Restate the records below word for word.

EXTRACTED MATERIAL
====================

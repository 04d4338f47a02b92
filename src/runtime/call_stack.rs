use crate::runtime::runtime_error::RuntimeError;

/// Caller context saved by CALL and restored by RET.
#[derive(Debug, Clone, Copy, PartialEq, Eq)]
pub struct Frame {
    /// Instruction to resume at.
    pub return_ip: usize,
    pub saved_base: usize,
    /// Caller's top before its outgoing arguments were pushed.
    pub saved_top: usize,
}

#[derive(Debug, Clone, Default)]
pub struct CallStack {
    frames: Vec<Frame>,
}

impl CallStack {
    pub fn new() -> Self {
        Self::default()
    }

    pub fn push(&mut self, frame: Frame) {
        self.frames.push(frame);
    }

    pub fn pop(&mut self) -> Result<Frame, RuntimeError> {
        self.frames.pop().ok_or(RuntimeError::CallStackUnderflow)
    }

    pub fn depth(&self) -> usize {
        self.frames.len()
    }

    pub fn is_empty(&self) -> bool {
        self.frames.is_empty()
    }

    /// Innermost frame last.
    pub fn frames(&self) -> &[Frame] {
        &self.frames
    }
}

====================

SOLUTION
repository 04d4338f47a02b92
filename src/runtime/call_stack.rs
use crate::runtime::runtime_error::RuntimeError;

/// Caller context saved by CALL and restored by RET.
#[derive(Debug, Clone, Copy, PartialEq, Eq)]
pub struct Frame {
    /// Instruction to resume at.
    pub return_ip: usize,
    pub saved_base: usize,
    /// Caller's top before its outgoing arguments were pushed.
    pub saved_top: usize,
}

#[derive(Debug, Clone, Default)]
pub struct CallStack {
    frames: Vec<Frame>,
}

impl CallStack {
    pub fn new() -> Self {
        Self::default()
    }

    pub fn push(&mut self, frame: Frame) {
        self.frames.push(frame);
    }

    pub fn pop(&mut self) -> Result<Frame, RuntimeError> {
        self.frames.pop().ok_or(RuntimeError::CallStackUnderflow)
    }

    pub fn depth(&self) -> usize {
        self.frames.len()
    }

    pub fn is_empty(&self) -> bool {
        self.frames.is_empty()
    }

    /// Innermost frame last.
    pub fn frames(&self) -> &[Frame] {
        &self.frames
    }
}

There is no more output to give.